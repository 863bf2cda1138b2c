//! Terrascope CLI - Command-line interface
//!
//! Runs the imagery service and offers one-shot fetches and configuration
//! management on top of the `terrascope` library.

mod commands;
mod error;

use std::net::SocketAddr;
use std::path::PathBuf;
use std::process::ExitCode;

use clap::{Parser, Subcommand};
use console::style;
use terrascope::config::ConfigFile;
use terrascope::logging::{init_logging, LoggingGuard};

use commands::config::ConfigCommands;
use commands::fetch::FetchArgs;
use error::CliError;

#[derive(Debug, Parser)]
#[command(name = "terrascope", version, about = "Satellite imagery request and cache service")]
struct Cli {
    #[command(subcommand)]
    command: Commands,
}

#[derive(Debug, Subcommand)]
enum Commands {
    /// Run the HTTP service until interrupted
    Serve {
        /// Listen address (overrides config and TERRASCOPE_BIND)
        #[arg(long)]
        bind: Option<SocketAddr>,
    },

    /// Fetch one image through the cache and write it to a file
    Fetch {
        /// Bounding box as west,south,east,north in degrees
        #[arg(long, allow_hyphen_values = true, value_parser = commands::fetch::parse_bbox)]
        bbox: [f64; 4],

        /// Layer id (see `terrascope layers`)
        #[arg(long, default_value = terrascope::layer::DEFAULT_LAYER_ID)]
        layer: String,

        /// Output width in pixels
        #[arg(long, default_value_t = 512)]
        width: u32,

        /// Output height in pixels
        #[arg(long, default_value_t = 512)]
        height: u32,

        /// Start date (YYYY-MM-DD or RFC 3339)
        #[arg(long)]
        from: Option<String>,

        /// End date (YYYY-MM-DD or RFC 3339)
        #[arg(long)]
        to: Option<String>,

        /// Maximum cloud coverage in percent
        #[arg(long)]
        max_cloud: Option<f64>,

        /// File to write the image to
        #[arg(long, short)]
        output: PathBuf,
    },

    /// List the available imagery layers
    Layers,

    /// View or modify configuration
    Config {
        #[command(subcommand)]
        command: ConfigCommands,
    },

    /// Write a default configuration file
    Init,
}

#[tokio::main]
async fn main() -> ExitCode {
    let cli = Cli::parse();

    match run(cli).await {
        Ok(()) => ExitCode::SUCCESS,
        Err(e) => {
            eprintln!("{} {}", style("Error:").red().bold(), e);
            ExitCode::FAILURE
        }
    }
}

async fn run(cli: Cli) -> Result<(), CliError> {
    match cli.command {
        Commands::Serve { bind } => {
            let _guard = start_logging()?;
            commands::serve::run(bind).await
        }
        Commands::Fetch {
            bbox,
            layer,
            width,
            height,
            from,
            to,
            max_cloud,
            output,
        } => {
            let _guard = start_logging()?;
            commands::fetch::run(FetchArgs {
                bbox,
                layer,
                width,
                height,
                from,
                to,
                max_cloud,
                output,
            })
            .await
        }
        Commands::Layers => commands::layers::run(),
        Commands::Config { command } => commands::config::run(command),
        Commands::Init => commands::init::run(),
    }
}

fn start_logging() -> Result<LoggingGuard, CliError> {
    let config = ConfigFile::load().unwrap_or_default();
    init_logging(config.logging.directory.as_deref()).map_err(CliError::Logging)
}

TASK INSTRUCTIONS: What is needed is an exact copy of all the records above.

ANSWER TO THIS TASK:
repository 863bf2cda1138b2c
//! Terrascope CLI - Command-line interface
//!
//! Runs the imagery service and offers one-shot fetches and configuration
//! management on top of the `terrascope` library.

mod commands;
mod error;

use std::net::SocketAddr;
use std::path::PathBuf;
use std::process::ExitCode;

use clap::{Parser, Subcommand};
use console::style;
use terrascope::config::ConfigFile;
use terrascope::logging::{init_logging, LoggingGuard};

use commands::config::ConfigCommands;
use commands::fetch::FetchArgs;
use error::CliError;

#[derive(Debug, Parser)]
#[command(name = "terrascope", version, about = "Satellite imagery request and cache service")]
struct Cli {
    #[command(subcommand)]
    command: Commands,
}

#[derive(Debug, Subcommand)]
enum Commands {
    /// Run the HTTP service until interrupted
    Serve {
        /// Listen address (overrides config and TERRASCOPE_BIND)
        #[arg(long)]
        bind: Option<SocketAddr>,
    },

    /// Fetch one image through the cache and write it to a file
    Fetch {
        /// Bounding box as west,south,east,north in degrees
        #[arg(long, allow_hyphen_values = true, value_parser = commands::fetch::parse_bbox)]
        bbox: [f64; 4],

        /// Layer id (see `terrascope layers`)
        #[arg(long, default_value = terrascope::layer::DEFAULT_LAYER_ID)]
        layer: String,

        /// Output width in pixels
        #[arg(long, default_value_t = 512)]
        width: u32,

        /// Output height in pixels
        #[arg(long, default_value_t = 512)]
        height: u32,

        /// Start date (YYYY-MM-DD or RFC 3339)
        #[arg(long)]
        from: Option<String>,

        /// End date (YYYY-MM-DD or RFC 3339)
        #[arg(long)]
        to: Option<String>,

        /// Maximum cloud coverage in percent
        #[arg(long)]
        max_cloud: Option<f64>,

        /// File to write the image to
        #[arg(long, short)]
        output: PathBuf,
    },

    /// List the available imagery layers
    Layers,

    /// View or modify configuration
    Config {
        #[command(subcommand)]
        command: ConfigCommands,
    },

    /// Write a default configuration file
    Init,
}

#[tokio::main]
async fn main() -> ExitCode {
    let cli = Cli::parse();

    match run(cli).await {
        Ok(()) => ExitCode::SUCCESS,
        Err(e) => {
            eprintln!("{} {}", style("Error:").red().bold(), e);
            ExitCode::FAILURE
        }
    }
}

async fn run(cli: Cli) -> Result<(), CliError> {
    match cli.command {
        Commands::Serve { bind } => {
            let _guard = start_logging()?;
            commands::serve::run(bind).await
        }
        Commands::Fetch {
            bbox,
            layer,
            width,
            height,
            from,
            to,
            max_cloud,
            output,
        } => {
            let _guard = start_logging()?;
            commands::fetch::run(FetchArgs {
                bbox,
                layer,
                width,
                height,
                from,
                to,
                max_cloud,
                output,
            })
            .await
        }
        Commands::Layers => commands::layers::run(),
        Commands::Config { command } => commands::config::run(command),
        Commands::Init => commands::init::run(),
    }
}

fn start_logging() -> Result<LoggingGuard, CliError> {
    let config = ConfigFile::load().unwrap_or_default();
    init_logging(config.logging.directory.as_deref()).map_err(CliError::Logging)
}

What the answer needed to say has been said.